Optimization of operational activities has traditionally been a complex and lengthy exercise. This hasn’t deterred many large businesses from using optimization methods and technologies since the payback is nearly always substantial, and in some large corporations the return has often been measured in the hundreds of millions of dollars, and sometimes in billions of dollars. And so it was worth employing expensive skills, and embarking on projects that typically would be measured in years. For large corporations optimization is pretty well mandatory, although its use in medium sized businesses is patchy. Where ready made solutions exist, so a medium sized business might invest, but otherwise it tends to be passed by.
It is no secret that business analytics as a whole is becoming more visual. This is particularly true of business intelligence (BI), where data are displayed as graphs, maps, charts, dashboards and other constructs that rapidly convey meaning. The last five years has seen a whole new generation of visual analytics tools and suppliers, the most prominent being Tableau, and more recently Microsoft with its Power BI platform. Visual analytics is also a key component in data mining and predictive analytics. A visual interface is absolutely necessary if business users are to become empowered by these technologies. The highly mathematical nature of many forms of analysis is the domain of specialists who are skilled in their field, but they do not share intimacy with the business in the same way as business managers. The challenge for all suppliers of analytics technology is to hide the complexity via an intelligent and easy to use interface.
Optimization has similarly started down the path to become a visual activity. The steps involved in optimizing operational activities are well understood and involve the following tasks:
- Formulation of the business problem and the benefits that might be derived from optimization.
- Creation of a mathematical model of business operations that can be optimized.
- Finding optimal solutions using various algorithms.
- Validation and testing of the candidate models.
- Deployment in a production setting.
The first step, that of formulating the business problem, is almost entirely the concern of business managers. And while it may involve operations research skills to convert the language of business into that of a formula that is amenable to optimization, this initial step is the most important in many ways since it determines the scope and level of ambition.
Creation of the mathematical model is usually the most time consuming part of the exercise. Analysts have to deal with possibly tens of thousands of variables, and similar numbers of parameters such as the cost of items, the availability of various resources (people, money, information), and operational constraints. Fortunately many businesses need to optimize activities that are quite generic in nature – supply chain optimization, or the optimization of logistics for example. Many firms in financial services need to optimize collections, and banks will nearly always need to optimize deposit rates. This means a business can buy a solution to dramatically reduce cost and the time to value. It also has profound implications for how the business user interacts with the optimization process – as we shall see shortly.
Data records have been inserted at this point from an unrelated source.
//! Codec trait and implementations for serializing/deserializing frames.
//!
//! A "codec" (coder/decoder) converts between Rust types and raw bytes.
//! The transport only moves opaque byte frames; the server and client pick
//! a [`Codec`] to turn those bytes into [`CallFrame`](crate::CallFrame)s and
//! [`ResultFrame`](crate::ResultFrame)s.
//!
//! Currently we provide [`JsonCodec`]. Frames are small (a method name and a
//! couple of values), so JSON's size overhead doesn't matter and being able
//! to read a captured frame by eye does.

use serde::{Serialize, de::DeserializeOwned};

use crate::ProtocolError;

/// A codec that can encode Rust types to bytes and decode bytes back.
///
/// `Send + Sync + 'static` because one codec instance is shared by every
/// connection task through the server state.
pub trait Codec: Send + Sync + 'static {
    /// Serializes a value into bytes.
    ///
    /// # Errors
    /// Returns `ProtocolError::Encode` if serialization fails.
    fn encode<T: Serialize>(&self, value: &T) -> Result<Vec<u8>, ProtocolError>;

    /// Deserializes bytes back into a value.
    ///
    /// # Errors
    /// Returns `ProtocolError::Decode` if the bytes are malformed,
    /// incomplete, or don't match the expected type.
    fn decode<T: DeserializeOwned>(
        &self,
        data: &[u8],
    ) -> Result<T, ProtocolError>;
}

// ---------------------------------------------------------------------------
// JsonCodec
// ---------------------------------------------------------------------------

/// A [`Codec`] that uses JSON (via `serde_json`).
///
/// This is behind the `json` feature flag (enabled by default).
///
/// ## Example
///
/// ```rust
/// use tictac_protocol::{CallFrame, Codec, JsonCodec, WireValue};
///
/// let codec = JsonCodec;
/// let call = CallFrame::new("makeMove", vec![WireValue::Char('X'), WireValue::Int(4)]);
///
/// let bytes = codec.encode(&call).unwrap();
/// let decoded: CallFrame = codec.decode(&bytes).unwrap();
/// assert_eq!(call, decoded);
/// ```
#[cfg(feature = "json")]
#[derive(Debug, Clone, Copy, Default)]
pub struct JsonCodec;

#[cfg(feature = "json")]
impl Codec for JsonCodec {
    fn encode<T: Serialize>(&self, value: &T) -> Result<Vec<u8>, ProtocolError> {
        serde_json::to_vec(value).map_err(ProtocolError::Encode)
    }

    fn decode<T: DeserializeOwned>(
        &self,
        data: &[u8],
    ) -> Result<T, ProtocolError> {
        serde_json::from_slice(data).map_err(ProtocolError::Decode)
    }
}

#[cfg(all(test, feature = "json"))]
mod tests {
    use super::*;
    use crate::{CallFrame, RemoteError, ResultFrame, WireValue};

    #[test]
    fn test_result_frames_survive_the_codec() {
        let codec = JsonCodec;
        let frames = [
            ResultFrame::Ok(WireValue::Str("Move accepted. Next player: O".into())),
            ResultFrame::Ok(WireValue::Chars("XXX-OO---".chars().collect())),
            ResultFrame::Ok(WireValue::Bytes(vec![0, 255, 7])),
            ResultFrame::Err(RemoteError::service_not_found("Chess")),
        ];
        for frame in frames {
            let bytes = codec.encode(&frame).unwrap();
            let decoded: ResultFrame = codec.decode(&bytes).unwrap();
            assert_eq!(decoded, frame);
        }
    }

    #[test]
    fn test_non_ascii_strings_survive_the_codec() {
        let codec = JsonCodec;
        let call = CallFrame::new("méthode", vec![WireValue::Char('✓')]);
        let decoded: CallFrame = codec.decode(&codec.encode(&call).unwrap()).unwrap();
        assert_eq!(decoded, call);
    }

    #[test]
    fn test_decode_garbage_returns_decode_error() {
        let result: Result<CallFrame, _> = JsonCodec.decode(b"not json at all");
        assert!(matches!(result, Err(ProtocolError::Decode(_))));
    }

    #[test]
    fn test_decode_wrong_shape_returns_error() {
        // A valid result frame is not a valid call frame.
        let bytes = JsonCodec
            .encode(&ResultFrame::Ok(WireValue::Bool(true)))
            .unwrap();
        let result: Result<CallFrame, _> = JsonCodec.decode(&bytes);
        assert!(result.is_err());
    }
}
If a solution is used, then the next two steps have already been addressed to some extent. However some fine tuning will be needed here because of the particular nature of each business. This is where a visual interface gives previously prohibited access to the business user. By using a visual analytics interface a user will be able to see the implications of changing various parameters and variables directly. An obvious example is that of seeing how routing of vehicles changes using a map. Parameters (fuel cost and vehicle size for example) can be changed, and business users see the resulting change in routing, and how it affects costs and service levels. All this information can be displayed using charts, graphs, maps and other visual artifacts that are now part of visual analytics. The traditional high latency associated with changing an optimization model is also largely overcome, along with the often unwelcome workload on technicians who could be more usefully employed on new projects. Business users get to modify things at their own pace.
Another benefit of using a visual optimization interface is that of collaboration. Being able to annotate and comment on visualizations speeds up the discussion and decision making process a great deal. The alternative is to trawl through tables of numbers, and the cognitive overhead that is involved trying to pick out sentient points. This is particularly true when ‘what-if’ type analysis is being performed or simulations being analyzed.
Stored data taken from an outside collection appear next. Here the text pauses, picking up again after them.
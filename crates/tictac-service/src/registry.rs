//! The service registry: a name → handle cache.
//!
//! Clients consult the registry before asking the service host for a
//! handle. Entries never expire; they are replaced by `rebind` and dropped
//! only by `unbind` or `clear`. There is no TTL because handles never go
//! stale within one process.

use std::collections::HashMap;
use std::sync::{Mutex, MutexGuard, PoisonError};

use crate::ServiceHandle;

/// One line of [`Registry::display_cache`] output.
#[derive(Debug, Clone, PartialEq, Eq)]
pub struct CacheEntry {
    /// The registry key.
    pub service: String,
    /// The service name stored in the handle.
    pub location: String,
    /// Description of the dispatcher the handle points at.
    pub dispatcher: String,
}

/// Thread-safe cache of service handles.
///
/// One mutex guards the map. Every operation is a single short critical
/// section, so the lock is never held while a call runs.
#[derive(Debug, Default)]
pub struct Registry {
    entries: Mutex<HashMap<String, ServiceHandle>>,
}

impl Registry {
    pub fn new() -> Self {
        Self::default()
    }

    fn entries(&self) -> MutexGuard<'_, HashMap<String, ServiceHandle>> {
        self.entries.lock().unwrap_or_else(PoisonError::into_inner)
    }

    /// Returns the cached handle for `name`, if any.
    pub fn lookup(&self, name: &str) -> Option<ServiceHandle> {
        self.entries().get(name).cloned()
    }

    /// Binds `name` to `handle`, replacing any existing binding.
    pub fn rebind(&self, name: impl Into<String>, handle: ServiceHandle) {
        let name = name.into();
        tracing::info!(service = %name, "service bound in registry");
        self.entries().insert(name, handle);
    }

    /// Removes the binding for `name`. Does nothing if there is none.
    pub fn unbind(&self, name: &str) {
        if self.entries().remove(name).is_some() {
            tracing::info!(service = name, "service unbound from registry");
        }
    }

    /// Removes every binding.
    pub fn clear(&self) {
        self.entries().clear();
        tracing::info!("registry cache cleared");
    }

    pub fn len(&self) -> usize {
        self.entries().len()
    }

    pub fn is_empty(&self) -> bool {
        self.entries().is_empty()
    }

    /// Lists the cached entries and logs them. Diagnostic only; the order
    /// is unspecified.
    pub fn display_cache(&self) -> Vec<CacheEntry> {
        let listing: Vec<CacheEntry> = self
            .entries()
            .iter()
            .map(|(service, handle)| CacheEntry {
                service: service.clone(),
                location: handle.name().to_string(),
                dispatcher: handle.dispatcher().describe(),
            })
            .collect();

        if listing.is_empty() {
            tracing::info!("registry cache is empty");
        }
        for entry in &listing {
            tracing::info!(
                service = %entry.service,
                location = %entry.location,
                dispatcher = %entry.dispatcher,
                "cached service"
            );
        }
        listing
    }
}

#[cfg(test)]
mod tests {
    use std::sync::Arc;

    use super::*;
    use crate::Dispatcher;

    fn handle(name: &str) -> ServiceHandle {
        ServiceHandle::new(name, Arc::new(Dispatcher::new()))
    }

    #[test]
    fn test_lookup_on_never_bound_name_is_none() {
        assert!(Registry::new().lookup("TicTacToeGame").is_none());
    }

    #[test]
    fn test_rebind_then_lookup_returns_the_bound_handle() {
        let registry = Registry::new();
        let h = handle("TicTacToeGame");
        registry.rebind("TicTacToeGame", h.clone());
        assert_eq!(registry.lookup("TicTacToeGame"), Some(h));
    }

    #[test]
    fn test_rebind_overwrites() {
        let registry = Registry::new();
        let first = handle("TicTacToeGame");
        let second = handle("TicTacToeGame");
        registry.rebind("TicTacToeGame", first.clone());
        registry.rebind("TicTacToeGame", second.clone());

        let found = registry.lookup("TicTacToeGame").unwrap();
        assert_eq!(found, second);
        assert_ne!(found, first);
        assert_eq!(registry.len(), 1);
    }

    #[test]
    fn test_unbind_then_lookup_is_none() {
        let registry = Registry::new();
        registry.rebind("TicTacToeGame", handle("TicTacToeGame"));
        registry.unbind("TicTacToeGame");
        assert!(registry.lookup("TicTacToeGame").is_none());

        // Unbinding again is a no-op.
        registry.unbind("TicTacToeGame");
        assert!(registry.is_empty());
    }

    #[test]
    fn test_clear_removes_everything() {
        let registry = Registry::new();
        registry.rebind("a", handle("a"));
        registry.rebind("b", handle("b"));
        registry.clear();
        assert!(registry.is_empty());
        assert!(registry.display_cache().is_empty());
    }

    #[test]
    fn test_display_cache_lists_every_entry() {
        let registry = Registry::new();
        registry.rebind("a", handle("a"));
        registry.rebind("alias", handle("b"));

        let mut listing = registry.display_cache();
        listing.sort_by(|x, y| x.service.cmp(&y.service));
        assert_eq!(listing.len(), 2);
        assert_eq!(listing[0].service, "a");
        assert_eq!(listing[1].service, "alias");
        assert_eq!(listing[1].location, "b");
        assert!(listing[1].dispatcher.starts_with("Dispatcher#"));
    }
}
Obviously there needs to be an environment for governance, so that relevant privileges and security are maintained, and that changes are deployed in a controlled manner. From an IT perspective it is crucial that a solution provides connectors to applications and data sources, and that a variety of programming interfaces are provided. These things will always be the province of IT, but a visual interface to the solution means business users can deal directly with the aspects that are most relevant to them. In reality the IT infrastructure will change far less frequently than business requirements and so business users are allowed to analyze and change an optimization solution as the business demands.
In a conventional business optimization setting the business user has almost no direct access to the resulting solution. Changes typically need attention from optimization specialists and possibly IT. Providing direct access to a solution through a visual interface is new and opens up the possibility of using optimization for many other business problems. It also means that a visualization tool such as Tableau can be used as a common interface for conventional BI tasks in addition to optimization – and of course the merging of data from the two activities. Again this will be something completely new for many business users, and promises insights and opportunities that had previously been hidden under a cloak of technology.
The long term trend in analytics is for the various analytics activities to converge – BI, data mining, machine learning, statistics, visual analytics and of course optimization. This latter is often called prescriptive analytics, and is already combined with predictive analytics to optimize future operational activity. The convergence of visual analytics with optimization opens up what has traditionally been an esoteric domain, into one that business users will increasingly employ on a day to day basis.
When it comes to suppliers of optimization technology FICO probably leads the way with a visual optimization interface.